Mere hours after Red Candle Games announced Devotion’s re-release on GOG, CD Projekt said it received “many messages from gamers” about plans to bring Devotion to GOG, which influenced its decision to block the game on its platform. Polygon reached out to GOG for more information, but has not heard back.
Commenters on social media suggest the risk of upsetting the Chinese government by distributing Devotion through GOG is the real reason behind CD Projekt’s decision. Cyberpunk 2077 is not yet officially licensed for sale in China, but players there have been purchasing the game via Steam and on console through other storefronts.
“China’s government could move to ban [Cyberpunk 2077] in an official capacity, should there be any controversy around the game like there was with Devotion last year,” video game industry analyst Daniel Ahmad, an expert on Chinese markets, wrote in a report on the Niko Partners website. Ahmad added that Cyberpunk 2077 would have to adjust the game’s content to get an official release in China, which restricts games with “excessive violence, drug use, and adult content.” Cyberpunk 2077 has a lot of that.

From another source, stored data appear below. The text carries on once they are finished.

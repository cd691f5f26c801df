use dds::{FourCC, build_wrapper};
use image::{
    RgbaImage,
    imageops::{flip_vertical, replace},
};

use crate::{
    Spa, SpaFrame, SpaFrameHeader,
    decoder::{TileDecodeError, TileDecoder},
    error::SpaError,
};

#[derive(Debug, Clone, Copy, PartialEq, Eq)]
pub struct CompositeOptions {
    /// Segments hold block compressed tiles. When off, the frame's segments are
    /// concatenated and read as one raw 32-bit image.
    pub compressed: bool,
}

impl Default for CompositeOptions {
    fn default() -> Self {
        Self { compressed: true }
    }
}

/// Compression tag used for every segment of a frame.
///
/// A zero `has_alpha` picks DXT1 and anything else picks DXT5. Yes, inverted from what the
/// field name says. Existing sprites are encoded this way.
pub fn tile_four_cc(header: &SpaFrameHeader) -> FourCC {
    if header.has_alpha == 0 {
        FourCC::Dxt1
    } else {
        FourCC::Dxt5
    }
}

/// Free function form of [`Spa::composite_frame`].
pub fn composite_frame<D>(
    spa: &Spa,
    frame_index: usize,
    decoder: &D,
    compressed: bool,
) -> Result<RgbaImage, SpaError>
where
    D: TileDecoder + ?Sized,
{
    spa.composite_frame(frame_index, decoder, CompositeOptions { compressed })
}

impl Spa {
    /// Builds the full image for one frame.
    ///
    /// Either every segment lands on the canvas or an error comes back, a partly drawn frame
    /// is never returned.
    pub fn composite_frame<D>(
        &self,
        frame_index: usize,
        decoder: &D,
        options: CompositeOptions,
    ) -> Result<RgbaImage, SpaError>
    where
        D: TileDecoder + ?Sized,
    {
        let frame = self.frame(frame_index)?;

        if options.compressed {
            self.composite_compressed(frame, decoder)
        } else {
            self.composite_raw(frame)
        }
    }

    fn composite_compressed<D>(&self, frame: &SpaFrame, decoder: &D) -> Result<RgbaImage, SpaError>
    where
        D: TileDecoder + ?Sized,
    {
        let (width, height) = frame.header.dimensions();
        // zeroed pixels are fully transparent
        let mut canvas = RgbaImage::new(width, height);
        let four_cc = tile_four_cc(&frame.header);

        for (segment_index, segment) in frame.segments.iter().enumerate() {
            if segment.length == 0 {
                log::trace!("segment {segment_index} is empty");
                continue;
            }

            let payload = self.segment_data(segment)?;

            let mut dds = build_wrapper(
                segment.width.max(0) as u32,
                segment.height.max(0) as u32,
                payload.len() as u32,
                four_cc,
            )?;
            dds.extend_from_slice(payload);

            let tile = decoder.decode(&dds).map_err(|err| match err {
                TileDecodeError::Unsupported { message } => SpaError::UnsupportedFormat {
                    segment_index,
                    message,
                },
                TileDecodeError::Failed { message } => SpaError::DecodeFailure {
                    segment_index,
                    message,
                },
            })?;

            log::debug!(
                "segment {segment_index}: {}x{} {four_cc} tile at ({}, {})",
                tile.width(),
                tile.height(),
                segment.x_offset,
                segment.y_offset
            );

            // decoder rows are bottom to top
            let tile = flip_vertical(&tile);

            replace(
                &mut canvas,
                &tile,
                segment.x_offset as i64,
                segment.y_offset as i64,
            );
        }

        Ok(canvas)
    }

    /// Raw frames ignore segment placement. The segments are only pieces of one
    /// bottom-up RGBA image.
    fn composite_raw(&self, frame: &SpaFrame) -> Result<RgbaImage, SpaError> {
        let (width, height) = frame.header.dimensions();
        let expected = width as usize * height as usize * 4;

        let mut pixels = Vec::with_capacity(expected);

        for segment in frame.segments.iter().filter(|segment| segment.length != 0) {
            pixels.extend_from_slice(self.segment_data(segment)?);
        }

        if pixels.len() < expected {
            return Err(SpaError::TruncatedInput {
                section: "raw frame pixels",
            });
        }

        pixels.truncate(expected);

        let bottom_up = RgbaImage::from_raw(width, height, pixels).ok_or(
            SpaError::TruncatedInput {
                section: "raw frame pixels",
            },
        )?;

        Ok(flip_vertical(&bottom_up))
    }
}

The situation has already blown up online. GOG’s initial tweet about delisting Devotion has racked up thousands of comments and retweets with players questioning the legitimacy of the “many messages from gamers” explanation.
CD Projekt and GOG haven’t been immune to controversy before, but the company positions its digital retail arm as “truly gamer friendly.” Its legion of fans sometimes overlook its faults, including transphobic tweets and marketing and mandatory “crunch” during the development of Cyberpunk 2077. Although the game’s development workflow and marketing was widely criticized ahead of its launch, fans’ enthusiasm remained high. The game pulled in enough pre-orders and sales that the publisher said Cyberpunk 2077 had recouped its development costs just one day after its release.
But those tides have largely turned in the past week since Cyberpunk 2077 was released. Players have been furious at how poorly the game runs on PlayStation 4 and Xbox One, and even angrier that CD Projekt intentionally kept this footage out of reach of reviewers by not offering console review codes, ahead of its launch. On Tuesday, CD Projekt’s co-CEO admitted to investors that this was the “wrong approach.”
Players continue to be upset with CD Projekt as they seek out refunds on the game, which the company encouraged players to request, at least at first. CD Projekt later clarified that it had no special arrangement with Sony or Microsoft to offer refunds, and that players must have met requirements to get a refund — something that often means not having started the game at all. On Thursday night, Sony decided it would offer refunds, as well as outright remove the game from the PlayStation Store — a move that shocked the industry.
Wednesday’s announcement about Devotion seems to have also eroded the goodwill that CD Projekt has established over the years, with thousands of angry messages flooding GOG’s Twitter account. Now, Sony’s move seems to have cemented CD Projekt’s very bad week.
GOG has maintained its silence, but social media commenters continue to bring up Devotion on that tweet and others.